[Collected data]
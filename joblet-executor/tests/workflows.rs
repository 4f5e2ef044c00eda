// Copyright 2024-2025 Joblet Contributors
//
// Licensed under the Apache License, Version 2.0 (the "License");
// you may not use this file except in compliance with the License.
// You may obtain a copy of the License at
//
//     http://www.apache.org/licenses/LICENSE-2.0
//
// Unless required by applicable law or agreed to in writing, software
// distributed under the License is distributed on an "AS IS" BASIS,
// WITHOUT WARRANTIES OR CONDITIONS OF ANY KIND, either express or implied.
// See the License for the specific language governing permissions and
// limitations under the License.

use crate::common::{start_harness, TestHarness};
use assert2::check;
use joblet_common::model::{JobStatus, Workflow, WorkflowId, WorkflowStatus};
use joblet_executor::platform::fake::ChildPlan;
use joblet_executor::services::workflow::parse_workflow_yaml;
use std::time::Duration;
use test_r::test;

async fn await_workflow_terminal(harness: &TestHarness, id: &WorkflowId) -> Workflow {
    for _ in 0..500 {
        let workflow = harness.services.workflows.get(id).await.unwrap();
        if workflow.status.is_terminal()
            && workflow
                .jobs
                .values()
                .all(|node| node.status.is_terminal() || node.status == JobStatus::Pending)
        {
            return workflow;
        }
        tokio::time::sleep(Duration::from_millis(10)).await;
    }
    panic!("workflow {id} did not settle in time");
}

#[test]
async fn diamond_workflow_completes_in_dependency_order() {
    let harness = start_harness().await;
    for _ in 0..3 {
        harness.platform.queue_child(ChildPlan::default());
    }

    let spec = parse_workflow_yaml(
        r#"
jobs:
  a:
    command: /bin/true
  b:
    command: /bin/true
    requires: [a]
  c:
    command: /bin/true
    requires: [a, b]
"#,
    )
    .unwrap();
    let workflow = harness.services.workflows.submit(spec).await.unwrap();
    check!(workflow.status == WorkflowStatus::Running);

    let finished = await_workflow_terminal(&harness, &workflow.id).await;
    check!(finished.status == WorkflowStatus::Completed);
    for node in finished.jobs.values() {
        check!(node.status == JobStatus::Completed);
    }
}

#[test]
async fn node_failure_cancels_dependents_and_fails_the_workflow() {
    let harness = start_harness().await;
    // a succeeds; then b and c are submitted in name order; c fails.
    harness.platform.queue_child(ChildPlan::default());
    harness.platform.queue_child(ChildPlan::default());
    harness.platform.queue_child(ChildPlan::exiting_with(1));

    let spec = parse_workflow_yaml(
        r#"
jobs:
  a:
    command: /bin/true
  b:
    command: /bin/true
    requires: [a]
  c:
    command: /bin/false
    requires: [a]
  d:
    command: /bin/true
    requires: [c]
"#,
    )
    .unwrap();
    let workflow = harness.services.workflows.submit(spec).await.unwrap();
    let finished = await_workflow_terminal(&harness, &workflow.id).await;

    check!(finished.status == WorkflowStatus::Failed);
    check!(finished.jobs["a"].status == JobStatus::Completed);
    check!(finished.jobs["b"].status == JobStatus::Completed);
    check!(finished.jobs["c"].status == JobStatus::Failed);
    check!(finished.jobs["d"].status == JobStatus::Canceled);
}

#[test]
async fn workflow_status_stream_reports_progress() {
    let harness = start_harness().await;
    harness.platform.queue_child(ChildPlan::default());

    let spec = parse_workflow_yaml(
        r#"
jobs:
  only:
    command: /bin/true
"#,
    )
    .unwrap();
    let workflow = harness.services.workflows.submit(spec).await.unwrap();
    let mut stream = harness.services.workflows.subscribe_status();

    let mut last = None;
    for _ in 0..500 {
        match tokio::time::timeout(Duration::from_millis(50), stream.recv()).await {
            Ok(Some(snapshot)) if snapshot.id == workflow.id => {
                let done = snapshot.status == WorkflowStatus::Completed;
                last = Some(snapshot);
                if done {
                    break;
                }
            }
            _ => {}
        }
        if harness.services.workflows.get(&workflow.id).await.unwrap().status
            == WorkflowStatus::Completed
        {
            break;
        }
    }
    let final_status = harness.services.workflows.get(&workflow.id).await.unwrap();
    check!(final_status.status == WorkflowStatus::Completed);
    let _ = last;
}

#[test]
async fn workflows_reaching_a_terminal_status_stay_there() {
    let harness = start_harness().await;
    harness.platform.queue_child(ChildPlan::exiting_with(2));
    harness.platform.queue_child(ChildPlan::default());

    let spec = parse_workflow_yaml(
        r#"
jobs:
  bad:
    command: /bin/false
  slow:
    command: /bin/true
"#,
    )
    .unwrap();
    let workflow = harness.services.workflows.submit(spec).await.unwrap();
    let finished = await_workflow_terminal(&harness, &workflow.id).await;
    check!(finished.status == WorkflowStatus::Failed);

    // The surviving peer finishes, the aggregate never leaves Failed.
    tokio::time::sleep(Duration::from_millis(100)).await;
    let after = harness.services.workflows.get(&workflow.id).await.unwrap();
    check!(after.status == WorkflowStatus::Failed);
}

**WORK REQUEST:**
Say how many lines in the records hold the string "under", please, and add no other words.

**TASK SOLUTION:**
3